I have a .csv that I want to use as a database and run SQL queries on it from the browser. (Ideally I want to upload the .csv, first. But It could also be stored). Thought this could be done with Django and a Postgres database. Are there simpler ways of accomplishing this?

• Is WebSQL an option? Is there something else, I haven't thought of?

Ideally I would want to avoid SQL injections. I tried searching on stack overflow and found this (Display SQL query results in php), but it's not what I'm looking for.

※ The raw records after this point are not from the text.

//! Detail/edit screen component renderer.
//!
//! Renders the edit screen: a heading, a metadata line (full timestamp,
//! entry id, list position), a separator, and the buffer lines with the
//! caret glyph already placed by the view model.

use crate::ui::helpers::truncate_chars;
use crate::ui::theme::Theme;
use crate::ui::viewmodel::EditViewModel;

/// Renders the edit screen body.
#[must_use]
pub fn render_editor(edit: &EditViewModel, theme: &Theme, cols: usize) -> Vec<String> {
    let mut lines = Vec::with_capacity(edit.lines.len() + 3);

    let mut heading = String::new();
    heading.push_str(Theme::bold());
    heading.push_str(&Theme::fg(&theme.colors.header_fg));
    if let Some(bg) = &theme.colors.header_bg {
        heading.push_str(&Theme::bg(bg));
    }
    heading.push_str(&format!(" {} ", edit.heading));
    heading.push_str(Theme::reset());
    lines.push(heading);

    lines.push(format!(
        "{}{}  {}ID: {}  {}{}",
        Theme::fg(&theme.colors.date_fg),
        edit.stamp,
        Theme::fg(&theme.colors.text_dim),
        edit.report_id,
        edit.position,
        Theme::reset()
    ));

    lines.push(format!(
        "{}{}{}",
        Theme::fg(&theme.colors.border),
        "\u{2500}".repeat(cols.min(120)),
        Theme::reset()
    ));

    for line in &edit.lines {
        lines.push(format!(
            "{}{}{}",
            Theme::fg(&theme.colors.text_normal),
            truncate_chars(line, cols),
            Theme::reset()
        ));
    }

    // An empty buffer still needs a visible caret row.
    if edit.lines.is_empty() {
        lines.push(format!(
            "{}\u{258c}{}",
            Theme::fg(&theme.colors.text_normal),
            Theme::reset()
        ));
    }

    lines
}

#[cfg(test)]
mod tests {
    use super::*;

    #[test]
    fn editor_shows_heading_meta_and_buffer() {
        let theme = Theme::default();
        let edit = EditViewModel {
            heading: "Edit Daily Report".to_string(),
            stamp: "2026-08-07 09:00".to_string(),
            report_id: 4,
            position: "(1/2)".to_string(),
            lines: vec!["Status: green\u{258c}".to_string()],
        };
        let lines = render_editor(&edit, &theme, 80);
        assert!(lines[0].contains("Edit Daily Report"));
        assert!(lines[1].contains("ID: 4"));
        assert!(lines[1].contains("(1/2)"));
        assert!(lines.iter().any(|l| l.contains("Status: green")));
    }

    #[test]
    fn empty_buffer_still_renders_a_caret_row() {
        let theme = Theme::default();
        let edit = EditViewModel {
            heading: "New Daily Report".to_string(),
            stamp: "2026-08-07 09:00".to_string(),
            report_id: 1,
            position: "(1/1)".to_string(),
            lines: vec![],
        };
        let lines = render_editor(&edit, &theme, 80);
        assert!(lines.iter().any(|l| l.contains('\u{258c}')));
    }
}
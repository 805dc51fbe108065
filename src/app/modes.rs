//! View and editing-target state types for the application.
//!
//! This module defines the state machine enums that control which screen is
//! active and how keybindings are interpreted. The application shows one of
//! two screens; a separate editing target distinguishes composing a new
//! report from editing an existing one within the same `Edit` screen.

/// The active screen.
///
/// Controls keybinding interpretation and which body the renderer draws.
/// There is no terminal state: the process exits only on the quit command,
/// which can fire from either screen.
#[derive(Debug, Clone, Copy, PartialEq, Eq)]
pub enum View {
    /// Report list with a movable cursor.
    ///
    /// Available keybindings: j/k or arrows (navigate), Enter/l (open),
    /// n (today's report, creating it if missing), q (quit).
    List,

    /// Combined detail/edit screen for the report at the cursor.
    ///
    /// Available keybindings: Ctrl+S (save), Esc (cancel), Ctrl+D (delete);
    /// every other key is forwarded to the text buffer.
    Edit,
}

/// What the active edit session points at.
///
/// Both variants carry the registry index of the report being edited. A `New`
/// target refers to a provisional, never-saved entry that is removed from the
/// registry again if the session is cancelled.
#[derive(Debug, Clone, Copy, PartialEq, Eq)]
pub enum EditTarget {
    /// Composing a brand-new report appended provisionally at `index`.
    New {
        /// Registry index of the provisional entry.
        index: usize,
    },

    /// Editing the already-persisted report at `index`.
    Existing {
        /// Registry index of the entry being edited.
        index: usize,
    },
}

impl EditTarget {
    /// Registry index this target points at.
    #[must_use]
    pub const fn index(&self) -> usize {
        match self {
            Self::New { index } | Self::Existing { index } => *index,
        }
    }

    /// Whether this target is a provisional, never-saved entry.
    #[must_use]
    pub const fn is_new(&self) -> bool {
        matches!(self, Self::New { .. })
    }
}
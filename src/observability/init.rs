//! Tracing initialization and subscriber setup.
//!
//! This module configures the tracing subscriber for nippo. Because stdout
//! belongs to the terminal UI, log lines go to a rotating file under the data
//! directory instead (see [`super::file_writer`]).

use std::io;
use std::sync::Arc;

use tracing_subscriber::fmt::MakeWriter;
use tracing_subscriber::{layer::SubscriberExt, util::SubscriberInitExt, EnvFilter};

use super::file_writer::FileWriter;
use crate::infrastructure::paths;
use crate::Config;

/// Initializes the tracing subscriber with rotating file output.
///
/// # Level Resolution
///
/// 1. `RUST_LOG` environment variable (highest priority)
/// 2. `log_level` from the configuration file
/// 3. Default: `"info"`
///
/// # Initialization Behavior
///
/// - Creates the data directory if it doesn't exist
/// - Silently does nothing if directory creation fails (observability is
///   optional; the journal still works)
/// - Idempotent: safe to call multiple times, only the first call takes effect
pub fn init_tracing(config: &Config) {
    let level = config
        .log_level
        .clone()
        .unwrap_or_else(|| "info".to_string());

    let data_dir = paths::data_dir(config.data_dir.as_deref());
    if std::fs::create_dir_all(&data_dir).is_err() {
        return;
    }

    let filter = EnvFilter::try_from_default_env().unwrap_or_else(|_| EnvFilter::new(level));

    let writer = LogWriter {
        inner: Arc::new(FileWriter::new(paths::log_path(&data_dir))),
    };

    let fmt_layer = tracing_subscriber::fmt::layer()
        .with_ansi(false)
        .with_target(true)
        .with_writer(writer);

    let subscriber = tracing_subscriber::registry().with(filter).with(fmt_layer);

    let _ = subscriber.try_init();
}

/// `MakeWriter` adapter feeding formatted log lines into the rotating writer.
#[derive(Debug, Clone)]
struct LogWriter {
    inner: Arc<FileWriter>,
}

impl<'a> MakeWriter<'a> for LogWriter {
    type Writer = LogWriterHandle;

    fn make_writer(&'a self) -> Self::Writer {
        LogWriterHandle {
            inner: Arc::clone(&self.inner),
        }
    }
}

/// Per-event write handle produced by [`LogWriter`].
struct LogWriterHandle {
    inner: Arc<FileWriter>,
}

impl io::Write for LogWriterHandle {
    fn write(&mut self, buf: &[u8]) -> io::Result<usize> {
        let text = String::from_utf8_lossy(buf);
        self.inner.write_line(text.trim_end_matches('\n'))?;
        Ok(buf.len())
    }

    fn flush(&mut self) -> io::Result<()> {
        Ok(())
    }
}
//! Infrastructure layer for filesystem locations.
//!
//! Utilities with no domain knowledge: where the data root, the report
//! records, and the log file live on disk.

pub mod paths;

pub use paths::{data_dir, log_path, reports_dir};
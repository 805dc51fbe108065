//! Storage record models for the persistence layer.
//!
//! This module defines the on-disk representation of a report, separate from
//! the domain model so the persisted schema can evolve independently. The
//! record carries an explicit `schema_version`; loading a record written by a
//! newer schema is rejected rather than silently misread.

use chrono::{DateTime, Local};
use serde::{Deserialize, Serialize};

use crate::domain::Report;

/// Current version of the persisted record schema.
///
/// Version 1 drops the `title` field carried by earlier prototypes; the date
/// is the sole identifier of an entry.
pub const SCHEMA_VERSION: u32 = 1;

const fn default_schema_version() -> u32 {
    SCHEMA_VERSION
}

/// On-disk representation of one report.
///
/// Serialized as a pretty-printed JSON object, one file per calendar day:
///
/// ```json
/// {
///   "schema_version": 1,
///   "id": 3,
///   "content": "Status: green",
///   "date": "2026-08-07T14:30:00+09:00"
/// }
/// ```
#[derive(Debug, Clone, PartialEq, Eq, Serialize, Deserialize)]
pub struct ReportRecord {
    /// Persisted schema version; absent in pre-versioning files, treated as 1.
    #[serde(default = "default_schema_version")]
    pub schema_version: u32,

    /// Unique report identifier, assigned at creation.
    pub id: i64,

    /// Entry text.
    pub content: String,

    /// Local timestamp of the last save, minute precision.
    pub date: DateTime<Local>,
}

impl ReportRecord {
    /// Whether this record's schema version can be read by this build.
    #[must_use]
    pub const fn is_supported(&self) -> bool {
        self.schema_version <= SCHEMA_VERSION
    }
}

impl From<&Report> for ReportRecord {
    fn from(report: &Report) -> Self {
        Self {
            schema_version: SCHEMA_VERSION,
            id: report.id,
            content: report.content.clone(),
            date: report.date,
        }
    }
}

impl From<ReportRecord> for Report {
    fn from(record: ReportRecord) -> Self {
        Self {
            id: record.id,
            content: record.content,
            date: record.date,
        }
    }
}

#[cfg(test)]
mod tests {
    use super::*;

    #[test]
    fn missing_schema_version_defaults_to_current() {
        let json = r#"{"id": 1, "content": "x", "date": "2026-08-07T09:00:00+00:00"}"#;
        let record: ReportRecord = serde_json::from_str(json).unwrap();
        assert_eq!(record.schema_version, SCHEMA_VERSION);
        assert!(record.is_supported());
    }

    #[test]
    fn future_schema_version_is_unsupported() {
        let json =
            r#"{"schema_version": 99, "id": 1, "content": "x", "date": "2026-08-07T09:00:00+00:00"}"#;
        let record: ReportRecord = serde_json::from_str(json).unwrap();
        assert!(!record.is_supported());
    }

    #[test]
    fn record_round_trips_through_domain_report() {
        let json = r#"{"schema_version": 1, "id": 7, "content": "a\nb", "date": "2026-08-07T09:30:00+00:00"}"#;
        let record: ReportRecord = serde_json::from_str(json).unwrap();
        let report: Report = record.clone().into();
        assert_eq!(ReportRecord::from(&report), record);
    }
}
//! Report domain model and operations.
//!
//! This module defines the core `Report` type representing one daily journal
//! entry. Reports are keyed by their calendar day on disk, so the type owns the
//! day-key derivation used by both the storage layer (file naming) and the
//! registry (lookup by day).

use chrono::{DateTime, Local, NaiveDate};
use serde::{Deserialize, Serialize};

/// Date format used to derive the on-disk natural key (`2026-08-07`).
pub const DAY_KEY_FORMAT: &str = "%Y-%m-%d";

/// Represents one daily report.
///
/// A report is a free-form multi-line text entry tied to a calendar timestamp.
/// The timestamp's day component is the natural key: only one persisted report
/// may exist per calendar day, and saving a second one for the same day
/// overwrites the first.
///
/// # Fields
///
/// - `id`: unique identifier assigned at creation, never reused
/// - `content`: entry text, empty for a freshly created unsaved report
/// - `date`: local timestamp with minute precision; re-stamped on every save
#[derive(Debug, Clone, PartialEq, Eq, Serialize, Deserialize)]
pub struct Report {
    pub id: i64,
    pub content: String,
    pub date: DateTime<Local>,
}

impl Report {
    /// Creates a blank report for the given timestamp.
    ///
    /// Content starts empty; the entry only reaches disk once the user saves
    /// it through the edit session.
    #[must_use]
    pub fn new(id: i64, date: DateTime<Local>) -> Self {
        Self {
            id,
            content: String::new(),
            date,
        }
    }

    /// Returns the calendar day this report belongs to.
    ///
    /// Two reports are "the same day's report" exactly when their `day()`s are
    /// equal, regardless of the time-of-day component.
    #[must_use]
    pub fn day(&self) -> NaiveDate {
        self.date.date_naive()
    }

    /// Returns the day key used to name this report's file (`YYYY-MM-DD`).
    #[must_use]
    pub fn day_key(&self) -> String {
        self.date.format(DAY_KEY_FORMAT).to_string()
    }

    /// Short timestamp for list rows (`08/07 14:30`).
    #[must_use]
    pub fn list_stamp(&self) -> String {
        self.date.format("%m/%d %H:%M").to_string()
    }

    /// Full timestamp for the detail header (`2026-08-07 14:30`).
    #[must_use]
    pub fn detail_stamp(&self) -> String {
        self.date.format("%Y-%m-%d %H:%M").to_string()
    }

    /// First line of the content, for list previews.
    ///
    /// Empty content yields an empty string; callers decide how to label an
    /// unsaved placeholder.
    #[must_use]
    pub fn first_line(&self) -> &str {
        self.content.lines().next().unwrap_or("")
    }
}
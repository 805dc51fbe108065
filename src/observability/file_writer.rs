//! Rotating file writer with size-based rotation and backup retention.
//!
//! This module provides a thread-safe file writer that automatically rotates
//! the log file when it exceeds a size threshold, maintaining a fixed number
//! of backup files. This prevents unbounded disk usage for logs.

use std::fs::{self, OpenOptions};
use std::io::Write;
use std::path::PathBuf;
use std::sync::Mutex;

/// Maximum file size before rotation (10 MB).
const MAX_FILE_SIZE_BYTES: u64 = 10 * 1024 * 1024;

/// Number of backup files to retain after rotation.
const MAX_BACKUP_FILES: usize = 3;

/// Thread-safe rotating file writer.
///
/// When the current file exceeds `MAX_FILE_SIZE_BYTES` it is renamed with a
/// timestamp suffix and a new file is created. Old backups beyond
/// `MAX_BACKUP_FILES` are cleaned up automatically.
///
/// # Rotation Strategy
///
/// 1. Check file size before each write
/// 2. If size > 10MB, rotate:
///    - Rename current file to `<name>.log.<timestamp>`
///    - Create new empty file
///    - Remove oldest backups beyond 3
pub struct FileWriter {
    /// Path to the primary log file.
    file_path: PathBuf,
    /// Lazily-initialized file handle (opens on first write).
    writer: Mutex<Option<std::fs::File>>,
}

impl FileWriter {
    /// Creates a new file writer for the given path.
    ///
    /// The file is not opened until the first write operation, so construction
    /// succeeds even if the file cannot be opened immediately.
    pub const fn new(file_path: PathBuf) -> Self {
        Self {
            file_path,
            writer: Mutex::new(None),
        }
    }

    /// Writes a single line with automatic rotation.
    ///
    /// Checks file size before writing and rotates if necessary. The line is
    /// written with a trailing newline and flushed to disk immediately.
    ///
    /// # Errors
    ///
    /// May fail due to filesystem permissions, disk exhaustion, or a poisoned
    /// lock (another thread panicked mid-write).
    pub fn write_line(&self, line: &str) -> std::io::Result<()> {
        let mut writer = self.writer.lock().map_err(|e| {
            std::io::Error::new(std::io::ErrorKind::Other, format!("Mutex poisoned: {e}"))
        })?;

        self.check_and_rotate(&mut writer)?;

        if writer.is_none() {
            let file = OpenOptions::new()
                .create(true)
                .append(true)
                .open(&self.file_path)?;
            *writer = Some(file);
        }

        let file = writer
            .as_mut()
            .ok_or_else(|| std::io::Error::new(std::io::ErrorKind::Other, "No file available"))?;

        writeln!(file, "{line}")?;
        file.flush()?;
        drop(writer);

        Ok(())
    }

    /// Checks file size and rotates if necessary.
    ///
    /// If the current file exceeds `MAX_FILE_SIZE_BYTES`, closes the handle
    /// and triggers rotation.
    fn check_and_rotate(&self, writer: &mut Option<std::fs::File>) -> std::io::Result<()> {
        if let Ok(metadata) = fs::metadata(&self.file_path) {
            if metadata.len() > MAX_FILE_SIZE_BYTES {
                *writer = None;
                self.rotate_files()?;
            }
        }
        Ok(())
    }

    /// Rotates the current file and cleans up old backups.
    ///
    /// # Backup Naming
    ///
    /// Backups are named `<original_name>.log.<unix_timestamp>`, e.g.
    /// `nippo.log.1234567890`.
    fn rotate_files(&self) -> std::io::Result<()> {
        let timestamp = std::time::SystemTime::now()
            .duration_since(std::time::UNIX_EPOCH)
            .unwrap_or(std::time::Duration::from_secs(0))
            .as_secs();

        let backup_path = self.file_path.with_extension(format!("log.{timestamp}"));

        if self.file_path.exists() {
            fs::rename(&self.file_path, &backup_path)?;
        }

        self.cleanup_old_backups()?;

        Ok(())
    }

    /// Removes old backup files beyond the retention limit.
    ///
    /// Scans the directory for files matching `<name>.log.*`, sorts by
    /// modification time (newest first), and deletes the rest. Individual
    /// deletion errors are ignored so cleanup continues.
    fn cleanup_old_backups(&self) -> std::io::Result<()> {
        let parent_dir = self
            .file_path
            .parent()
            .ok_or_else(|| std::io::Error::new(std::io::ErrorKind::Other, "No parent directory"))?;

        let file_stem = self
            .file_path
            .file_stem()
            .and_then(|s| s.to_str())
            .ok_or_else(|| std::io::Error::new(std::io::ErrorKind::Other, "Invalid file name"))?;

        let mut backups: Vec<PathBuf> = fs::read_dir(parent_dir)?
            .filter_map(Result::ok)
            .map(|entry| entry.path())
            .filter(|path| {
                path.file_name()
                    .and_then(|name| name.to_str())
                    .is_some_and(|name| name.starts_with(file_stem) && name.contains(".log."))
            })
            .collect();

        backups.sort_by(|a, b| {
            let a_time = fs::metadata(a).and_then(|m| m.modified()).ok();
            let b_time = fs::metadata(b).and_then(|m| m.modified()).ok();
            b_time.cmp(&a_time)
        });

        for old_backup in backups.iter().skip(MAX_BACKUP_FILES) {
            let _ = fs::remove_file(old_backup);
        }

        Ok(())
    }
}

impl std::fmt::Debug for FileWriter {
    fn fmt(&self, f: &mut std::fmt::Formatter<'_>) -> std::fmt::Result {
        f.debug_struct("FileWriter")
            .field("file_path", &self.file_path)
            .finish_non_exhaustive()
    }
}
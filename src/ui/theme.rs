//! Theme management and ANSI escape sequence generation.
//!
//! This module defines the color scheme system for the UI, supporting both
//! built-in themes (Catppuccin variants) and custom themes loaded from TOML
//! files. The theme is a plain value carried in application state and passed
//! into the render boundary; there is no global style state.
//!
//! # TOML Format
//!
//! ```toml
//! name = "my-theme"
//!
//! [colors]
//! header_fg = "#ffffff"
//! header_bg = "#89b4fa"
//! selection_fg = "#1e1e2e"
//! selection_bg = "#a6e3a1"
//! text_normal = "#cdd6f4"
//! text_dim = "#6c7086"
//! border = "#45475a"
//! date_fg = "#89dceb"
//! today_fg = "#f9e2af"
//! success_fg = "#a6e3a1"
//! error_fg = "#f38ba8"
//! empty_state_fg = "#89b4fa"
//! ```

use serde::{Deserialize, Serialize};
use std::fs;
use std::path::Path;

/// Color scheme configuration for UI rendering.
///
/// Contains theme metadata and color definitions. Can be loaded from built-in
/// themes or custom TOML files.
#[derive(Debug, Clone, Deserialize, Serialize)]
pub struct Theme {
    /// Human-readable theme name.
    pub name: String,
    /// Color palette for all UI elements.
    pub colors: ThemeColors,
}

/// Color definitions for all UI elements.
///
/// All colors are specified as hex strings (e.g., "#cdd6f4").
#[derive(Debug, Clone, Deserialize, Serialize)]
pub struct ThemeColors {
    /// Header text color.
    pub header_fg: String,
    /// Optional header background color.
    #[serde(default)]
    pub header_bg: Option<String>,

    /// Selected row foreground color.
    pub selection_fg: String,
    /// Selected row background color.
    pub selection_bg: String,

    /// Normal text color.
    pub text_normal: String,
    /// Dimmed text color (footer, secondary info).
    pub text_dim: String,

    /// Border and separator line color.
    pub border: String,

    /// Entry timestamp color in the list.
    pub date_fg: String,
    /// Highlight for today's entry.
    pub today_fg: String,

    /// Save-success status color.
    pub success_fg: String,
    /// Save-failure status color.
    pub error_fg: String,

    /// Empty state message color.
    pub empty_state_fg: String,
}

impl Theme {
    /// Loads a built-in theme by name.
    ///
    /// Supported names: `catppuccin-mocha`, `catppuccin-latte`.
    ///
    /// # Returns
    ///
    /// - `Some(Theme)` if the theme name is recognized
    /// - `None` if the theme name is unknown
    #[must_use]
    pub fn from_name(name: &str) -> Option<Self> {
        let toml_str = match name {
            "catppuccin-mocha" => include_str!("../../themes/catppuccin-mocha.toml"),
            "catppuccin-latte" => include_str!("../../themes/catppuccin-latte.toml"),
            _ => return None,
        };

        toml::from_str(toml_str).ok()
    }

    /// Loads a theme from a TOML file.
    ///
    /// # Errors
    ///
    /// Returns an error if the file cannot be read or the TOML content cannot
    /// be parsed (invalid syntax, missing fields, type mismatches).
    pub fn from_file<P: AsRef<Path>>(path: P) -> Result<Self, String> {
        let contents = fs::read_to_string(path)
            .map_err(|e| format!("Failed to read theme file: {e}"))?;

        toml::from_str(&contents).map_err(|e| format!("Failed to parse theme TOML: {e}"))
    }

    /// Converts a hex color to an RGB tuple.
    ///
    /// Strips the `#` prefix if present, validates length, and parses hex
    /// digits. Returns `(255, 255, 255)` (white) on parse errors.
    fn hex_to_rgb(hex: &str) -> (u8, u8, u8) {
        let hex = hex.trim_start_matches('#').trim();

        if hex.len() != 6 {
            return (255, 255, 255);
        }

        let r = u8::from_str_radix(&hex[0..2], 16).unwrap_or(255);
        let g = u8::from_str_radix(&hex[2..4], 16).unwrap_or(255);
        let b = u8::from_str_radix(&hex[4..6], 16).unwrap_or(255);

        (r, g, b)
    }

    /// Generates an ANSI 24-bit foreground color escape sequence.
    #[must_use]
    pub fn fg(hex: &str) -> String {
        let (r, g, b) = Self::hex_to_rgb(hex);
        format!("\u{001b}[38;2;{r};{g};{b}m")
    }

    /// Generates an ANSI 24-bit background color escape sequence.
    #[must_use]
    pub fn bg(hex: &str) -> String {
        let (r, g, b) = Self::hex_to_rgb(hex);
        format!("\u{001b}[48;2;{r};{g};{b}m")
    }

    /// Returns the ANSI bold escape sequence (`\x1b[1m`).
    #[must_use]
    pub const fn bold() -> &'static str {
        "\u{001b}[1m"
    }

    /// Returns the ANSI dim escape sequence (`\x1b[2m`).
    #[must_use]
    pub const fn dim() -> &'static str {
        "\u{001b}[2m"
    }

    /// Returns the ANSI reset escape sequence (`\x1b[0m`).
    #[must_use]
    pub const fn reset() -> &'static str {
        "\u{001b}[0m"
    }
}

impl Default for Theme {
    /// Returns the default theme (Catppuccin Mocha).
    ///
    /// # Panics
    ///
    /// Panics if the built-in theme fails to parse (should never occur).
    fn default() -> Self {
        Self::from_name("catppuccin-mocha")
            .expect("Built-in catppuccin-mocha theme should always parse")
    }
}

#[cfg(test)]
mod tests {
    use super::*;

    #[test]
    fn built_in_themes_parse() {
        assert_eq!(Theme::from_name("catppuccin-mocha").unwrap().name, "catppuccin-mocha");
        assert_eq!(Theme::from_name("catppuccin-latte").unwrap().name, "catppuccin-latte");
        assert!(Theme::from_name("no-such-theme").is_none());
    }

    #[test]
    fn fg_emits_truecolor_sequence() {
        assert_eq!(Theme::fg("#ff0000"), "\u{001b}[38;2;255;0;0m");
    }

    #[test]
    fn malformed_hex_falls_back_to_white() {
        assert_eq!(Theme::fg("oops"), "\u{001b}[38;2;255;255;255m");
    }
}
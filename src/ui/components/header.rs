//! Header component renderer.
//!
//! Renders the title bar: application title plus entry count, bold on the
//! theme's header background, padded to the full terminal width.

use crate::ui::helpers::pad_to_width;
use crate::ui::theme::Theme;
use crate::ui::viewmodel::HeaderInfo;

/// Renders the header bar as a single styled line.
#[must_use]
pub fn render_header(header: &HeaderInfo, theme: &Theme, cols: usize) -> String {
    let text = pad_to_width(&header.title, cols);

    let mut line = String::new();
    line.push_str(Theme::bold());
    line.push_str(&Theme::fg(&theme.colors.header_fg));
    if let Some(bg) = &theme.colors.header_bg {
        line.push_str(&Theme::bg(bg));
    }
    line.push_str(&text);
    line.push_str(Theme::reset());
    line
}

#[cfg(test)]
mod tests {
    use super::*;

    #[test]
    fn header_contains_title_and_resets_styling() {
        let theme = Theme::default();
        let header = HeaderInfo {
            title: " Daily Reports (3) ".to_string(),
        };
        let line = render_header(&header, &theme, 40);
        assert!(line.contains("Daily Reports (3)"));
        assert!(line.ends_with(Theme::reset()));
    }
}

Basically the desired functionality is: when one comes to webpage, they can run SQL queries on the data in the .csv. They type queries in an HTML form and submit the form and then the results would be shown on the same page with actual query.

Answer 1

Use an in-browser library to load the data from the csv file, for example Papa Parse, then equally using an in-browser library, but this time for SQLite, create an empty in-memory database, populate it with the loaded data from the csv file, and then query the database with the same library.

Answer 2

It appears that you are asking if you trigger/run SQL queries against some SQL database directly from a UI. While this is theoretically possible, in practice it is a very bad idea. The reason it is a bad idea is that to do so you would have to open one or more database ports to the outside. This in turn would expose the database to DOS (denial of service) and other types of malicious attacks.

The proper way to proceed would be to place your database behind the backend of your web application. Then, expose one or more endpoints in your backend which in turn talk privately to the database. Finally, allow your UI to hit the backend endpoints to run whatever SQL logic you want.